Nebulization was preferred to direct intrabronchial instillation in this study, since nebulization therapy offers a more uniform and homogeneous distribution of the drug dose along the distal airways. Experimental studies have shown that nebulized drugs achieve high concentrations in the more peripheral airways in ventilated animals, even in those with pneumonia.39 In a recent case report, in which DAH was treated by direct intrabrnochial rFVIIa instillation in two-year-old boy,18 treatment was withdrawn after a brief period of initial response due to worsening of bleeding accompanied by obstruction of the ETT with an extensive intraluminal blood clot. The authors warned that excessive clotting of the intraluminal blood present in the relatively small airways of children subsequent to rFVIIa administration may confer an increased risk of bronchial and ETT obstruction and could prevent rFVIIa from reaching the alveoli. We did not observe any complications with our approach using nebulization therapy of TXA or rFVIIa. During intrabronchial instillation, the drug dose is fractionated into 2–5 allocates and instilled; thus, a high concentration of the drug is achieved in the proximal airways and it is reasonable to expect rapid and strong generation of intraluminal fibrin clots in the proximal airways.

Two important limitations to this study should be considered. First, the study lacked a control group. However, nebulization of hemostatic agents was offered as a rescue treatment to children with uncontrollable life threatening DAH, in whom standard routine therapy for a sufficient period of time failed; and it would have been ethically and practically challenging to withhold therapy in a group of them to use as control.

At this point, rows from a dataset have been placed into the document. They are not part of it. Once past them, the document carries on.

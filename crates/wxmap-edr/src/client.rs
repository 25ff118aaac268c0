//! Thin HTTP client for an EDR endpoint
//!
//! One reqwest client, two fixed timeouts (metadata vs. product queries),
//! no retry policy. Failures are returned to the caller to record.

use crate::error::{Error, Result};
use reqwest::{Client as ReqwestClient, StatusCode};
use serde_json::Value;
use std::time::Duration;

/// Timeout for collection/location metadata requests
const METADATA_TIMEOUT: Duration = Duration::from_secs(30);

/// Timeout for product queries, which can be slower on cold data
const QUERY_TIMEOUT: Duration = Duration::from_secs(60);

/// Outcome of a product query, kept raw so non-JSON error bodies can still
/// be written to disk.
#[derive(Debug)]
pub struct FetchOutcome {
    /// Final request URL, recorded in the run results
    pub url: String,
    pub status: StatusCode,
    pub body: String,
}

/// Client for a single EDR API endpoint
pub struct EdrClient {
    http: ReqwestClient,
    endpoint: String,
}

impl EdrClient {
    /// Create a client for `endpoint` (trailing slashes are stripped)
    pub fn new(endpoint: &str) -> Result<Self> {
        let http = ReqwestClient::builder()
            .build()
            .map_err(Error::Client)?;
        Ok(Self {
            http,
            endpoint: endpoint.trim_end_matches('/').to_string(),
        })
    }

    /// The endpoint this client talks to
    pub fn endpoint(&self) -> &str {
        &self.endpoint
    }

    /// GET `/collections`
    pub async fn collections(&self) -> std::result::Result<Value, reqwest::Error> {
        self.metadata_json(&format!("{}/collections", self.endpoint)).await
    }

    /// GET `/collections/{id}`
    pub async fn collection(&self, id: &str) -> std::result::Result<Value, reqwest::Error> {
        self.metadata_json(&format!("{}/collections/{}", self.endpoint, id)).await
    }

    /// GET `/collections/{id}/locations`
    pub async fn locations(&self, id: &str) -> std::result::Result<Value, reqwest::Error> {
        self.metadata_json(&format!("{}/collections/{}/locations", self.endpoint, id))
            .await
    }

    async fn metadata_json(&self, url: &str) -> std::result::Result<Value, reqwest::Error> {
        self.http
            .get(url)
            .timeout(METADATA_TIMEOUT)
            .send()
            .await?
            .error_for_status()?
            .json::<Value>()
            .await
    }

    /// Issue one product query. The query string is built by reqwest so
    /// coordinate strings are percent-encoded correctly.
    pub async fn fetch_product(
        &self,
        path: &str,
        params: &[(String, String)],
    ) -> std::result::Result<FetchOutcome, reqwest::Error> {
        let request = self
            .http
            .get(format!("{}/{}", self.endpoint, path.trim_start_matches('/')))
            .query(params)
            .timeout(QUERY_TIMEOUT)
            .build()?;
        let url = request.url().to_string();

        let response = self.http.execute(request).await?;
        let status = response.status();
        let body = response.text().await?;

        Ok(FetchOutcome { url, status, body })
    }
}
//! Wxmap Schemas - validators for WMS configuration documents
//!
//! This crate validates the three document kinds that make up a wxmap
//! configuration tree:
//! - **Model configs**: per-model YAML descriptors (identity, source, grid,
//!   schedule, retention, parameters, composites)
//! - **Layer configs**: WMS layer descriptor YAML files grouped by model
//! - **Style documents**: cartographic style JSON (gradients, contours,
//!   wind rendering, number overlays)
//!
//! Documents are loaded into a raw [`serde_json::Value`] first and classified
//! as runtime data; enumerated fields are checked against closed
//! vocabularies rather than rejected at decode time, so a bad enum value
//! produces a readable issue instead of a parse failure.
//!
//! Issues accumulate per file - validation never stops at the first
//! violation, and warnings never make a file invalid.
//!
//! ## Quick Start
//!
//! ```rust
//! use wxmap_schemas::validation::validate_model_config;
//! use serde_json::json;
//!
//! let doc = json!({
//!     "model": {"id": "gfs", "name": "GFS"},
//!     "source": {"type": "aws_s3", "bucket": "noaa-gfs-bdp-pds", "region": "us-east-1"},
//!     "grid": {"projection": "latlon"},
//!     "schedule": {"cycles": [0, 6, 12, 18]},
//!     "parameters": [
//!         {"name": "TMP", "levels": [{"type": "isobaric", "values": [850, 500]}]}
//!     ]
//! });
//!
//! let report = validate_model_config(&doc);
//! assert!(report.is_valid());
//! ```
//!
//! Copyright (c) 2025 Wxmap Team
//! Licensed under the Apache-2.0 license

pub mod loader;
pub mod validation;

pub use loader::{load_document, Format, LoaderError};
pub use validation::{
    validate_model_config, validate_style_document, Issue, LayerFileValidator, LayerIdRegistry,
    Report, Severity, ValidationContext,
};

To avoid introducing bias as much as possible, inclusion criteria were sharply defined and by including all eligible cases of intractable DAH during the study period we were able to accurately describe the applicability and efficacy of the therapy protocol tested while drawing some powerful observations and hypotheses regarding predictors of response to treatment. Second, this is a single center study in a group of patients with heterogeneous diagnoses. The practice at our PICU may not be generalizable to other institutions. Also, the response to n-TXA and n-rFVIIa is likely to differ among background diagnoses and their specific therapy protocols. Despite these limitations, this study is the single largest trial that has reported the use of nebulization therapy in such an emergency situation. The novel approach of the two-step nebulization therapy (n-TXA followed by n-FVIIa) rests on a sound plausible pathophysiological background.

CONCLUSION

This preliminary clinical trial confirmed the feasibility of n-TXA and n-rFVIIa when used in a two-step-therapy protocol to control intractable DAH in PICU settings. While thrombocytopenia and an abnormal coagulation profile did not influence response to therapy, respiratory infection was a predictor of poor response. The two drugs as used in this study showed an excellent risk/benefit profile that warrants further exploration through a larger multicenter prospective double blind randomized clinical trial, possibly using a crossover protocol. A recommendation for use as a routine treatment for DAH cannot be made before the results of such trial are available.